━━ Available data ━━
use serde::{Deserialize, Serialize};

use crate::errors::ScreeningError;

/// Composite scores never exceed this.
pub const COMPOSITE_MAX: f64 = 100.0;

/// One step of the years-to-score mapping: at least `min_years` earns `score`.
#[derive(Debug, Clone, Copy, PartialEq, Serialize, Deserialize)]
pub struct ExperienceStep {
    pub min_years: f64,
    pub score: f64,
}

/// Tunable constants of the rule-based pipeline.
#[derive(Debug, Clone, PartialEq, Serialize, Deserialize)]
#[serde(default)]
pub struct ScoringParams {
    // Skills
    pub skill_raw_ceiling: f64,
    pub skills_max: f64,

    // Experience
    /// Descending by `min_years`; the first step the estimate reaches wins.
    pub experience_steps: Vec<ExperienceStep>,
    /// Score for a positive estimate below the lowest step.
    pub experience_floor_score: f64,
    pub seniority_bonus: f64,
    pub experience_max: f64,
    pub max_years: f64,

    // Education
    pub phd_score: f64,
    pub master_score: f64,
    pub bachelor_score: f64,
    pub associate_score: f64,
    pub top_university_bonus: f64,
    pub education_max: f64,

    // Bonus
    pub notable_employer_points: f64,
    pub certification_points: f64,
    pub quantified_achievement_points: f64,
    pub recognition_points: f64,
    pub bonus_max: f64,
}

impl Default for ScoringParams {
    fn default() -> Self {
        Self {
            skill_raw_ceiling: 50.0,
            skills_max: 30.0,

            experience_steps: vec![
                ExperienceStep { min_years: 10.0, score: 20.0 },
                ExperienceStep { min_years: 5.0, score: 16.0 },
                ExperienceStep { min_years: 3.0, score: 12.0 },
                ExperienceStep { min_years: 1.0, score: 7.0 },
            ],
            experience_floor_score: 3.0,
            seniority_bonus: 5.0,
            experience_max: 25.0,
            max_years: 50.0,

            phd_score: 15.0,
            master_score: 12.0,
            bachelor_score: 8.0,
            associate_score: 4.0,
            top_university_bonus: 3.0,
            education_max: 15.0,

            notable_employer_points: 3.0,
            certification_points: 3.0,
            quantified_achievement_points: 2.0,
            recognition_points: 2.0,
            bonus_max: 10.0,
        }
    }
}

impl ScoringParams {
    /// Sum of the four category caps; the composite can never exceed it.
    pub fn composite_ceiling(&self) -> f64 {
        self.skills_max + self.experience_max + self.education_max + self.bonus_max
    }

    pub fn validate(&self) -> Result<(), ScreeningError> {
        let named = [
            ("skill_raw_ceiling", self.skill_raw_ceiling),
            ("skills_max", self.skills_max),
            ("experience_floor_score", self.experience_floor_score),
            ("seniority_bonus", self.seniority_bonus),
            ("experience_max", self.experience_max),
            ("max_years", self.max_years),
            ("phd_score", self.phd_score),
            ("master_score", self.master_score),
            ("bachelor_score", self.bachelor_score),
            ("associate_score", self.associate_score),
            ("top_university_bonus", self.top_university_bonus),
            ("education_max", self.education_max),
            ("notable_employer_points", self.notable_employer_points),
            ("certification_points", self.certification_points),
            ("quantified_achievement_points", self.quantified_achievement_points),
            ("recognition_points", self.recognition_points),
            ("bonus_max", self.bonus_max),
        ];
        for (name, value) in named {
            if !value.is_finite() || value < 0.0 {
                return Err(ScreeningError::configuration(format!(
                    "parameter '{name}' must be finite and non-negative, got {value}"
                )));
            }
        }
        if self.skill_raw_ceiling <= 0.0 {
            return Err(ScreeningError::configuration(
                "skill_raw_ceiling must be greater than zero",
            ));
        }
        if self.composite_ceiling() > COMPOSITE_MAX {
            return Err(ScreeningError::configuration(format!(
                "category caps sum to {}, which exceeds {COMPOSITE_MAX}",
                self.composite_ceiling()
            )));
        }
        if self
            .experience_steps
            .windows(2)
            .any(|w| w[0].min_years <= w[1].min_years || w[0].score < w[1].score)
        {
            return Err(ScreeningError::configuration(
                "experience_steps must be ordered by descending min_years with non-increasing scores",
            ));
        }
        if self
            .experience_steps
            .iter()
            .any(|s| !s.min_years.is_finite() || !s.score.is_finite() || s.score < 0.0)
        {
            return Err(ScreeningError::configuration(
                "experience_steps must hold finite, non-negative values",
            ));
        }
        Ok(())
    }
}

#[cfg(test)]
mod tests {
    use super::*;

    #[test]
    fn test_defaults_are_valid() {
        assert!(ScoringParams::default().validate().is_ok());
    }

    #[test]
    fn test_default_caps_fit_in_composite() {
        assert!(ScoringParams::default().composite_ceiling() <= COMPOSITE_MAX);
    }

    #[test]
    fn test_caps_over_100_rejected() {
        let params = ScoringParams {
            bonus_max: 40.0,
            ..Default::default()
        };
        assert!(matches!(
            params.validate(),
            Err(ScreeningError::Configuration(_))
        ));
    }

    #[test]
    fn test_negative_value_rejected() {
        let params = ScoringParams {
            seniority_bonus: -1.0,
            ..Default::default()
        };
        let err = params.validate().unwrap_err();
        assert!(err.to_string().contains("seniority_bonus"));
    }

    #[test]
    fn test_unordered_steps_rejected() {
        let params = ScoringParams {
            experience_steps: vec![
                ExperienceStep { min_years: 1.0, score: 7.0 },
                ExperienceStep { min_years: 10.0, score: 20.0 },
            ],
            ..Default::default()
        };
        assert!(params.validate().is_err());
    }

    #[test]
    fn test_partial_json_falls_back_to_defaults() {
        let params: ScoringParams = serde_json::from_str(r#"{"bonus_max": 5.0}"#).unwrap();
        assert_eq!(params.bonus_max, 5.0);
        assert_eq!(params.skills_max, 30.0);
    }
}
impl ScoringTables {
    pub fn from_config(config: ScoringConfig) -> Result<Self, ScreeningError> {
        config.params.validate()?;
        config.lists.validate()?;
        if config.profiles.is_empty() {
            return Err(ScreeningError::configuration("no position profiles configured"));
        }

        let profiles = config
            .profiles
            .iter()
            .map(|(name, spec)| {
                PositionProfile::resolve(name, spec, &config.base_keywords)
                    .map(|p| (name.clone(), p))
            })
            .collect::<Result<BTreeMap<_, _>, _>>()?;

        Ok(Self {
            params: config.params,
            lists: config.lists,
            profiles,
        })
    }

    pub fn builtin() -> Result<Self, ScreeningError> {
        Self::from_config(ScoringConfig::builtin())
    }

    pub fn from_json_file(path: &Path) -> Result<Self, ScreeningError> {
        Self::from_config(ScoringConfig::from_json_file(path)?)
    }

    /// Looks up a profile by name; unknown names are a configuration error.
    pub fn profile(&self, name: &str) -> Result<&PositionProfile, ScreeningError> {
        self.profiles.get(name).ok_or_else(|| {
            ScreeningError::configuration(format!(
                "unknown position profile '{name}' (available: {})",
                self.profile_names().join(", ")
            ))
        })
    }

    pub fn profile_names(&self) -> Vec<&str> {
        self.profiles.keys().map(String::as_str).collect()
    }

    pub fn profiles(&self) -> impl Iterator<Item = &PositionProfile> {
        self.profiles.values()
    }
}

const BASE_KEYWORDS: &[(&str, u32)] = &[
    ("python", 8),
    ("java", 8),
    ("javascript", 6),
    ("aws", 10),
    ("docker", 8),
    ("kubernetes", 10),
    ("sql", 6),
    ("react", 5),
    ("node.js", 5),
    ("tensorflow", 8),
    ("pytorch", 8),
    ("machine learning", 12),
    ("ai", 12),
    ("cloud", 8),
    ("devops", 10),
    ("azure", 6),
    ("gcp", 6),
    ("linux", 5),
    ("git", 4),
    ("spring", 6),
    ("django", 5),
    ("flask", 4),
    ("fastapi", 4),
    ("mongodb", 4),
    ("postgresql", 4),
    ("mysql", 4),
    ("redis", 3),
    ("kafka", 4),
    ("spark", 5),
];

fn profile(display_name: &str, required: &[&str], focus: Option<FocusRule>) -> ProfileSpec {
    ProfileSpec {
        display_name: display_name.to_string(),
        keywords: None,
        required_skills: strings(required),
        required_skill_bonus: default_required_skill_bonus(),
        focus,
    }
}

fn strings(items: &[&str]) -> Vec<String> {
    items.iter().map(|s| s.to_string()).collect()
}
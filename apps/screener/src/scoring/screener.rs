//! Screener trait, the one operation the core exposes: `score(text, profile)`.
//!
//! Default: `RuleBasedScreener` (deterministic, no I/O, fully testable).
//!
//! `AppState` holds an `Arc<dyn Screener>`; the batch scanner shares the same
//! instance across worker tasks.

use std::sync::Arc;

use chrono::NaiveDate;
use tracing::debug;

use crate::errors::ScreeningError;
use crate::extraction::{extract_normalized, normalize_text, CandidateDocument};
use crate::scoring::aggregate::{aggregate, ScreeningResult};
use crate::scoring::bonus::evaluate_bonus;
use crate::scoring::education::evaluate_education;
use crate::scoring::experience::evaluate_experience;
use crate::scoring::skills::match_skills;
use crate::scoring::tables::{PositionProfile, ScoringTables};

// ────────────────────────────────────────────────────────────────────────────
// Trait definition
// ────────────────────────────────────────────────────────────────────────────

/// Implement this to swap scoring backends without touching handlers or the
/// batch scanner.
pub trait Screener: Send + Sync {
    /// Scores already-extracted text against a named position profile.
    fn score(
        &self,
        document_text: &str,
        position_profile: &str,
    ) -> Result<ScreeningResult, ScreeningError>;

    /// Short label reported alongside results, e.g. `"rule_based"`.
    fn backend(&self) -> &'static str;

    /// Looks up a profile by name; unknown names are a `Configuration` error.
    fn profile(&self, name: &str) -> Result<&PositionProfile, ScreeningError>;

    /// Profiles this screener can score against.
    fn profiles(&self) -> Vec<&PositionProfile>;

    /// Highest composite this screener can produce.
    fn composite_ceiling(&self) -> f64;

    /// Extracts the document's text, then scores it.
    fn score_document(
        &self,
        document: &CandidateDocument,
        position_profile: &str,
    ) -> Result<ScreeningResult, ScreeningError> {
        let text = extract_normalized(document)?;
        self.score(&text, position_profile)
    }
}

// ────────────────────────────────────────────────────────────────────────────
// RuleBasedScreener: default implementation
// ────────────────────────────────────────────────────────────────────────────

/// Keyword, heuristic and regex pipeline over static lookup tables.
///
/// The evaluation date ("present" in date ranges) is fixed at construction,
/// so identical inputs always produce identical results.
#[derive(Debug, Clone)]
pub struct RuleBasedScreener {
    tables: Arc<ScoringTables>,
    evaluation_date: NaiveDate,
}

impl RuleBasedScreener {
    pub const BACKEND: &'static str = "rule_based";

    pub fn new(tables: Arc<ScoringTables>, evaluation_date: NaiveDate) -> Self {
        Self {
            tables,
            evaluation_date,
        }
    }
}

impl Screener for RuleBasedScreener {
    fn score(
        &self,
        document_text: &str,
        position_profile: &str,
    ) -> Result<ScreeningResult, ScreeningError> {
        let profile = self.tables.profile(position_profile)?;
        let params = &self.tables.params;
        let lists = &self.tables.lists;

        // normalizing is idempotent, so extracted text passes through unchanged
        let text = normalize_text(document_text);

        let skills = match_skills(&text, profile, params);
        let experience = evaluate_experience(&text, lists, params, self.evaluation_date);
        let education = evaluate_education(&text, lists, params);
        let bonus = evaluate_bonus(&text, lists, params);

        let result = aggregate(profile, skills, experience, education, bonus);
        debug!(
            profile = %profile.name,
            composite = result.breakdown.total,
            skills = result.breakdown.skills.score,
            experience = result.breakdown.experience.score,
            education = result.breakdown.education.score,
            bonus = result.breakdown.bonus.score,
            bonus_signals = result.breakdown.bonus.signal_count(),
            "Scored document"
        );
        Ok(result)
    }

    fn backend(&self) -> &'static str {
        Self::BACKEND
    }

    fn profile(&self, name: &str) -> Result<&PositionProfile, ScreeningError> {
        self.tables.profile(name)
    }

    fn profiles(&self) -> Vec<&PositionProfile> {
        self.tables.profiles().collect()
    }

    fn composite_ceiling(&self) -> f64 {
        self.tables.params.composite_ceiling()
    }
}
//! Caller-side surfaces over the scoring core: decision policy, batch scan,
//! report rendering and HTTP handlers.

pub mod batch;
pub mod candidate;
pub mod decision;
pub mod handlers;
pub mod report;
━━━
## What the task requires
Where the listing above has a line with "a configuration error.", start there, and output every line exactly through the line with "self.profiles.keys().map(String::as_str).collect()", which is also included.

## Reply to the task
    /// Looks up a profile by name; unknown names are a configuration error.
    pub fn profile(&self, name: &str) -> Result<&PositionProfile, ScreeningError> {
        self.profiles.get(name).ok_or_else(|| {
            ScreeningError::configuration(format!(
                "unknown position profile '{name}' (available: {})",
                self.profile_names().join(", ")
            ))
        })
    }

    pub fn profile_names(&self) -> Vec<&str> {
        self.profiles.keys().map(String::as_str).collect()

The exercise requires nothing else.